Task directions: The material below must be restated exactly, line by line.

+ + + +

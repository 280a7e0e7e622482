use serde::{Deserialize, Serialize};
use std::collections::BTreeMap;

/// Extension asking for both address families in one lookup.
pub const RETURN_BOTH_V4_AND_V6: &str = "return_both_v4_and_v6";

/// Integer spelling of an enabled extension flag.
pub const EXTENSION_TRUE: u32 = 1000;
/// Integer spelling of a disabled extension flag.
pub const EXTENSION_FALSE: u32 = 1001;

#[derive(Debug, Clone, PartialEq, Eq, Serialize, Deserialize)]
#[serde(untagged)]
pub enum ExtensionValue {
    Flag(bool),
    Int(u32),
    Text(String),
    List(Vec<ExtensionValue>),
    Dict(Extensions),
}

impl ExtensionValue {
    /// Approximate heap footprint, used when accounting a copy against an allocator.
    fn footprint(&self) -> usize {
        let nested = match self {
            ExtensionValue::Flag(_) | ExtensionValue::Int(_) => 0,
            ExtensionValue::Text(text) => text.len(),
            ExtensionValue::List(items) => items.iter().map(ExtensionValue::footprint).sum(),
            ExtensionValue::Dict(dict) => dict.footprint(),
        };
        std::mem::size_of::<ExtensionValue>() + nested
    }
}

/// Ordered dictionary of per-lookup extensions.
///
/// Values own all their data, so `deep_copy` never aliases the caller's dictionary.
#[derive(Debug, Clone, Default, PartialEq, Eq, Serialize, Deserialize)]
#[serde(transparent)]
pub struct Extensions {
    entries: BTreeMap<String, ExtensionValue>,
}

impl Extensions {
    pub fn new() -> Self {
        Self::default()
    }

    /// Builder-style flag setter.
    pub fn with_flag(mut self, name: &str, enabled: bool) -> Self {
        self.insert(name, ExtensionValue::Flag(enabled));
        self
    }

    pub fn insert(&mut self, name: &str, value: ExtensionValue) -> Option<ExtensionValue> {
        self.entries.insert(name.to_string(), value)
    }

    pub fn get(&self, name: &str) -> Option<&ExtensionValue> {
        self.entries.get(name)
    }

    /// Reads a boolean extension. Missing keys and anything other than
    /// `true` / `EXTENSION_TRUE` read as disabled.
    pub fn get_flag(&self, name: &str) -> bool {
        matches!(
            self.entries.get(name),
            Some(ExtensionValue::Flag(true)) | Some(ExtensionValue::Int(EXTENSION_TRUE))
        )
    }

    pub fn deep_copy(&self) -> Self {
        self.clone()
    }

    pub fn len(&self) -> usize {
        self.entries.len()
    }

    pub fn is_empty(&self) -> bool {
        self.entries.is_empty()
    }

    pub fn iter(&self) -> impl Iterator<Item = (&str, &ExtensionValue)> {
        self.entries.iter().map(|(k, v)| (k.as_str(), v))
    }

    pub fn footprint(&self) -> usize {
        std::mem::size_of::<Self>()
            + self
                .entries
                .iter()
                .map(|(k, v)| k.len() + v.footprint())
                .sum::<usize>()
    }
}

+ + + +

Solution to this problem:
repository 280a7e0e7e622482
use serde::{Deserialize, Serialize};
use std::collections::BTreeMap;

/// Extension asking for both address families in one lookup.
pub const RETURN_BOTH_V4_AND_V6: &str = "return_both_v4_and_v6";

/// Integer spelling of an enabled extension flag.
pub const EXTENSION_TRUE: u32 = 1000;
/// Integer spelling of a disabled extension flag.
pub const EXTENSION_FALSE: u32 = 1001;

#[derive(Debug, Clone, PartialEq, Eq, Serialize, Deserialize)]
#[serde(untagged)]
pub enum ExtensionValue {
    Flag(bool),
    Int(u32),
    Text(String),
    List(Vec<ExtensionValue>),
    Dict(Extensions),
}

impl ExtensionValue {
    /// Approximate heap footprint, used when accounting a copy against an allocator.
    fn footprint(&self) -> usize {
        let nested = match self {
            ExtensionValue::Flag(_) | ExtensionValue::Int(_) => 0,
            ExtensionValue::Text(text) => text.len(),
            ExtensionValue::List(items) => items.iter().map(ExtensionValue::footprint).sum(),
            ExtensionValue::Dict(dict) => dict.footprint(),
        };
        std::mem::size_of::<ExtensionValue>() + nested
    }
}

/// Ordered dictionary of per-lookup extensions.
///
/// Values own all their data, so `deep_copy` never aliases the caller's dictionary.
#[derive(Debug, Clone, Default, PartialEq, Eq, Serialize, Deserialize)]
#[serde(transparent)]
pub struct Extensions {
    entries: BTreeMap<String, ExtensionValue>,
}

impl Extensions {
    pub fn new() -> Self {
        Self::default()
    }

    /// Builder-style flag setter.
    pub fn with_flag(mut self, name: &str, enabled: bool) -> Self {
        self.insert(name, ExtensionValue::Flag(enabled));
        self
    }

    pub fn insert(&mut self, name: &str, value: ExtensionValue) -> Option<ExtensionValue> {
        self.entries.insert(name.to_string(), value)
    }

    pub fn get(&self, name: &str) -> Option<&ExtensionValue> {
        self.entries.get(name)
    }

    /// Reads a boolean extension. Missing keys and anything other than
    /// `true` / `EXTENSION_TRUE` read as disabled.
    pub fn get_flag(&self, name: &str) -> bool {
        matches!(
            self.entries.get(name),
            Some(ExtensionValue::Flag(true)) | Some(ExtensionValue::Int(EXTENSION_TRUE))
        )
    }

    pub fn deep_copy(&self) -> Self {
        self.clone()
    }

    pub fn len(&self) -> usize {
        self.entries.len()
    }

    pub fn is_empty(&self) -> bool {
        self.entries.is_empty()
    }

    pub fn iter(&self) -> impl Iterator<Item = (&str, &ExtensionValue)> {
        self.entries.iter().map(|(k, v)| (k.as_str(), v))
    }

    pub fn footprint(&self) -> usize {
        std::mem::size_of::<Self>()
            + self
                .entries
                .iter()
                .map(|(k, v)| k.len() + v.footprint())
                .sum::<usize>()
    }
}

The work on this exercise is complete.